Jarvis underwent surgery for his cancer in 2015. In December of 2017 he decided it was time for an update. On the Huffington Post he wrote:
It has been two years since my surgery and I owe you an update. I am still impotent. I have tried Viagra and Cialis to no effect other than indigestion. I went through the ordeal of shopping for and buying a penis pump (once again being nice to my insurance pool by not buying the one that’s overpriced for those bringing prescriptions; I bought the exact same thing for much less with my own money). It did nothing but mangle and misform my already abused penis and cause pain. I am getting ready to get trained in the art of sticking a needle in my dick to make it engorge, if it still can.

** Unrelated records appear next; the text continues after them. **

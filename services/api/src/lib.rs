mod cli;
mod demo;
mod infra;
mod routes;
mod server;

use ke_academy::error::AppError;

pub async fn run() -> Result<(), AppError> {
    cli::run().await
}
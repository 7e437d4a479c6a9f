use crate::config::ConfigError;
use crate::schedule::CatalogError;
use crate::telemetry::TelemetryError;
use axum::http::StatusCode;
use axum::response::{IntoResponse, Response};
use axum::Json;
use serde_json::json;
use std::fmt;

#[derive(Debug)]
pub enum AppError {
    Config(ConfigError),
    Telemetry(TelemetryError),
    Catalog(CatalogError),
    Io(std::io::Error),
    Server(axum::Error),
}

impl fmt::Display for AppError {
    fn fmt(&self, f: &mut fmt::Formatter<'_>) -> fmt::Result {
        match self {
            AppError::Config(err) => write!(f, "configuration error: {}", err),
            AppError::Telemetry(err) => write!(f, "telemetry error: {}", err),
            AppError::Catalog(err) => write!(f, "catalog error: {}", err),
            AppError::Io(err) => write!(f, "io error: {}", err),
            AppError::Server(err) => write!(f, "server error: {}", err),
        }
    }
}

impl std::error::Error for AppError {
    fn source(&self) -> Option<&(dyn std::error::Error + 'static)> {
        match self {
            AppError::Config(err) => Some(err),
            AppError::Telemetry(err) => Some(err),
            AppError::Catalog(err) => Some(err),
            AppError::Io(err) => Some(err),
            AppError::Server(err) => Some(err),
        }
    }
}

impl IntoResponse for AppError {
    fn into_response(self) -> Response {
        let status = StatusCode::INTERNAL_SERVER_ERROR;
        let body = Json(json!({ "error": self.to_string() }));
        (status, body).into_response()
    }
}

impl From<ConfigError> for AppError {
    fn from(value: ConfigError) -> Self {
        Self::Config(value)
    }
}

impl From<TelemetryError> for AppError {
    fn from(value: TelemetryError) -> Self {
        Self::Telemetry(value)
    }
}

impl From<CatalogError> for AppError {
    fn from(value: CatalogError) -> Self {
        Self::Catalog(value)
    }
}

impl From<std::io::Error> for AppError {
    fn from(value: std::io::Error) -> Self {
        Self::Io(value)
    }
}

impl From<axum::Error> for AppError {
    fn from(value: axum::Error) -> Self {
        Self::Server(value)
    }
}
//! social-graph-core: In-memory social graph engine.
//!
//! Maintains personas in registration order, each with a friend list kept
//! sorted by (name, id), and answers friend, shortest-path and
//! degree-of-separation queries with BFS.
//! No I/O and no persistence; callers build the graph through the API.

mod config;
mod error;
mod graph;
mod persona;
mod shared;
mod traversal;

pub use config::StoreConfig;
pub use error::{GraphError, Result};
pub use graph::{GraphStore, StoreStats};
pub use persona::{friend_order, Persona, PersonaBuilder};
pub use shared::SharedGraphStore;
pub use traversal::{
    connection_level, degree_centrality, neighborhood, shortest_path, DegreeResult,
    NeighborResult, NeighborhoodResult,
};
use std::io::Write;

use anyhow::{Context, Result};
use social_graph_core::{GraphStore, StoreConfig};

use crate::load::Dataset;
use crate::render::path_line;

/// Build the sample network one call at a time and exercise every query,
/// including the two expected failures.
pub fn run<W: Write>(out: &mut W, config: StoreConfig) -> Result<()> {
    let dataset = Dataset::sample()?;
    let mut network = GraphStore::with_config(config);

    writeln!(out, "Social Network Demonstration")?;
    writeln!(out, "===========================")?;

    writeln!(out, "\nRegistering users...")?;
    for persona in &dataset.personas {
        network
            .register_user(persona.clone())
            .with_context(|| format!("registering {}", persona.id()))?;
    }

    writeln!(out, "\nCreating connections...")?;
    for (a, b) in &dataset.connections {
        network.connect(a, b)?;
    }

    writeln!(out, "\nFriends of Alice:")?;
    for friend in network.friends("1")? {
        writeln!(out, "- {}", friend.name())?;
    }

    for (to, label) in [("4", "Diana"), ("5", "Edward")] {
        writeln!(out, "\nConnection path from Alice to {}:", label)?;
        writeln!(out, "{}", path_line(&network.connection_path("1", to)?))?;
        writeln!(
            out,
            "\nConnection level between Alice and {}: {}",
            label,
            network.connection_level("1", to)?
        )?;
    }

    writeln!(out, "\nUsers ordered by registration date:")?;
    for user in network.users_by_registration() {
        writeln!(out, "- {} (Registered: {})", user.name(), user.registration_date())?;
    }

    writeln!(
        out,
        "\nTrying to find connection path between Alice and a non-existent user..."
    )?;
    if let Err(e) = network.connection_path("1", "6") {
        writeln!(out, "Error caught: {}", e)?;
    }

    writeln!(out, "\nTrying to create a connection that already exists...")?;
    if let Err(e) = network.connect("1", "2") {
        writeln!(out, "Error caught: {}", e)?;
    }

    Ok(())
}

Did Jarvis really owe me an update? I'd write that "personally" he didn't owe me anything, but I tend to think that although clearly we don't know each other he feels that it's me, rather than an amorphous readership, that he has a commitment toward. Which makes me more than just a bit uncomfortable. I neither needed nor wanted the details he goes into. Jarvis tends to justify his (to my mind) over-exposure with a nod to the public good: by being public he can help others who somewhere along the line will find themselves with similar issues. That is no doubt a worthy cause, but are the details really necessary? More than anything else it seems that Jarvis decided that our lives should be lived in public and is simply following through on that decision. The fact that he makes his readers into voyeurs doesn't bother him, though I think it should.



Go to: Online knows best?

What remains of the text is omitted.